India opens up its drugmakers to foreign investment

Even as Big Pharma watches a critical patent fight in India to see how restrictive the country intends to be, there was an indication the country would again welcome outside investments in the domestic industry.

Without being specific about all of the investments, the Indian finance ministry claimed it had approved $333 million in investments by foreign companies, Reuters reports. The release of the logjam came after India's economic growth hit a three-year low.

In 2010, Abbott Laboratories ($ABT) bought Mumbai-based Piramal Healthcare's Indian business for $3.72 billion. And Japan's Daiichi Sankyo laid out $4.2 billion in 2008 to get controlling interest of India's giant generics maker Ranbaxy Laboratories. But public opinion turned against outsiders as the concern grew they would pump up drug prices in a country where much of the population is still in deep poverty.

The approvals come on the heels of a government decision to permit foreign investors to own up to 49% of established Indian firms. The current rule allows allows outside investors to start a company in India but requires approval before outsiders can get a piece of a domestic drug company. Those requests have been stagnant for months now.

A condition of the investments, Reuters says, is that drugmakers cannot stop making any cheap drugs they currently produce and they will have to keep investing in R&D with Indian partners for 5 years. The news service said Pfizer ($PFE) and Germany's B. Braun fall into that category.

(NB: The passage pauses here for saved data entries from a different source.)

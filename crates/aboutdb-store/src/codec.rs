//! Scalar value codec.
//!
//! Text encodes as its UTF-8 bytes with no length prefix; the length travels
//! in the [`Pointer`](aboutdb_types::Pointer). Integers encode as 4 bytes,
//! big-endian two's complement.

use aboutdb_types::{FieldValue, Scalar, ScalarKind};
use serde_json::Value;
use tracing::trace;

use crate::error::{StoreError, StoreResult};

/// Width of an encoded integer.
pub const INTEGER_WIDTH: usize = 4;

/// Encode a scalar into its binary representation.
pub fn encode(value: &Scalar) -> Vec<u8> {
    let bytes = match value {
        Scalar::Text(s) => s.as_bytes().to_vec(),
        Scalar::Integer(i) => i.to_be_bytes().to_vec(),
    };
    trace!(%value, len = bytes.len(), "encoded");
    bytes
}

/// Decode bytes previously produced by [`encode`] for a value of `kind`.
pub fn decode(kind: ScalarKind, bytes: &[u8]) -> StoreResult<Scalar> {
    match kind {
        ScalarKind::Text => std::str::from_utf8(bytes)
            .map(|s| Scalar::Text(s.to_string()))
            .map_err(|e| StoreError::UnsupportedType(format!("invalid UTF-8 text: {e}"))),
        ScalarKind::Integer => {
            let raw: [u8; INTEGER_WIDTH] = bytes.try_into().map_err(|_| {
                StoreError::UnsupportedType(format!(
                    "integer requires {INTEGER_WIDTH} bytes, got {}",
                    bytes.len()
                ))
            })?;
            Ok(Scalar::Integer(i32::from_be_bytes(raw)))
        }
    }
}

/// Classify a dynamically typed JSON value as a field value.
///
/// Strings and integers that fit in an `i32` become scalars; arrays of those
/// become multi-values. Anything else is [`StoreError::UnsupportedType`].
pub fn field_value_from_json(value: &Value) -> StoreResult<FieldValue> {
    match value {
        Value::Array(items) => items
            .iter()
            .map(scalar_from_json)
            .collect::<StoreResult<Vec<_>>>()
            .map(FieldValue::Multi),
        other => scalar_from_json(other).map(FieldValue::Scalar),
    }
}

fn scalar_from_json(value: &Value) -> StoreResult<Scalar> {
    match value {
        Value::String(s) => Ok(Scalar::Text(s.clone())),
        Value::Number(n) => n
            .as_i64()
            .and_then(|i| i32::try_from(i).ok())
            .map(Scalar::Integer)
            .ok_or_else(|| StoreError::UnsupportedType(format!("number {n}"))),
        Value::Null => Err(StoreError::UnsupportedType("null".into())),
        Value::Bool(b) => Err(StoreError::UnsupportedType(format!("bool {b}"))),
        Value::Array(_) => Err(StoreError::UnsupportedType("nested array".into())),
        Value::Object(_) => Err(StoreError::UnsupportedType("object".into())),
    }
}

#[cfg(test)]
mod tests {
    use super::*;
    use proptest::prelude::*;
    use serde_json::json;

    #[test]
    fn text_is_raw_utf8() {
        assert_eq!(encode(&Scalar::text("héllo")), "héllo".as_bytes());
    }

    #[test]
    fn integer_is_four_bytes_big_endian() {
        assert_eq!(encode(&Scalar::Integer(1)), vec![0, 0, 0, 1]);
        assert_eq!(encode(&Scalar::Integer(-1)), vec![0xff, 0xff, 0xff, 0xff]);
        assert_eq!(encode(&Scalar::Integer(0x0102_0304)), vec![1, 2, 3, 4]);
    }

    #[test]
    fn empty_text_roundtrips() {
        let bytes = encode(&Scalar::text(""));
        assert!(bytes.is_empty());
        assert_eq!(decode(ScalarKind::Text, &bytes).unwrap(), Scalar::text(""));
    }

    #[test]
    fn integer_decode_requires_exact_width() {
        let err = decode(ScalarKind::Integer, &[0, 1]).unwrap_err();
        assert!(matches!(err, StoreError::UnsupportedType(_)));
        let err = decode(ScalarKind::Integer, &[0, 0, 0, 0, 1]).unwrap_err();
        assert!(matches!(err, StoreError::UnsupportedType(_)));
    }

    #[test]
    fn invalid_utf8_is_rejected() {
        let err = decode(ScalarKind::Text, &[0xff, 0xfe]).unwrap_err();
        assert!(matches!(err, StoreError::UnsupportedType(_)));
    }

    // -----------------------------------------------------------------------
    // JSON classification
    // -----------------------------------------------------------------------

    #[test]
    fn json_scalars_and_lists() {
        assert_eq!(
            field_value_from_json(&json!("a")).unwrap(),
            FieldValue::from("a")
        );
        assert_eq!(field_value_from_json(&json!(7)).unwrap(), FieldValue::from(7));
        assert_eq!(
            field_value_from_json(&json!(["a", 2])).unwrap(),
            FieldValue::Multi(vec![Scalar::text("a"), Scalar::Integer(2)])
        );
    }

    #[test]
    fn json_unsupported_types() {
        for v in [
            json!(1.5),
            json!(true),
            json!(null),
            json!({"k": 1}),
            json!([["nested"]]),
            json!(i64::MAX),
        ] {
            let err = field_value_from_json(&v).unwrap_err();
            assert!(matches!(err, StoreError::UnsupportedType(_)), "{v}");
        }
    }

    proptest! {
        #[test]
        fn integer_roundtrip(i in any::<i32>()) {
            let v = Scalar::Integer(i);
            prop_assert_eq!(decode(ScalarKind::Integer, &encode(&v)).unwrap(), v);
        }

        #[test]
        fn text_roundtrip(s in ".*") {
            let v = Scalar::Text(s);
            prop_assert_eq!(decode(ScalarKind::Text, &encode(&v)).unwrap(), v);
        }
    }
}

Big Pharma is trying to figure out its place in India, a growing market with huge potential, but with a populist view of how business should sometimes work. The investment news comes on the same day that a trial began in India over the denial of a patent for Novartis ($NVS) cancer drug Gleevec. Companies will use the outcome of the case to gauge how well protected their intellectual property may be. It also will be an indication of how much they might be able to earn in a country with huge potential, but whose entire drug history is steeped in making cheap copies of Big Pharma's products. India also is talking about putting in new price caps on branded drugs, another new concern for branded drugmakers.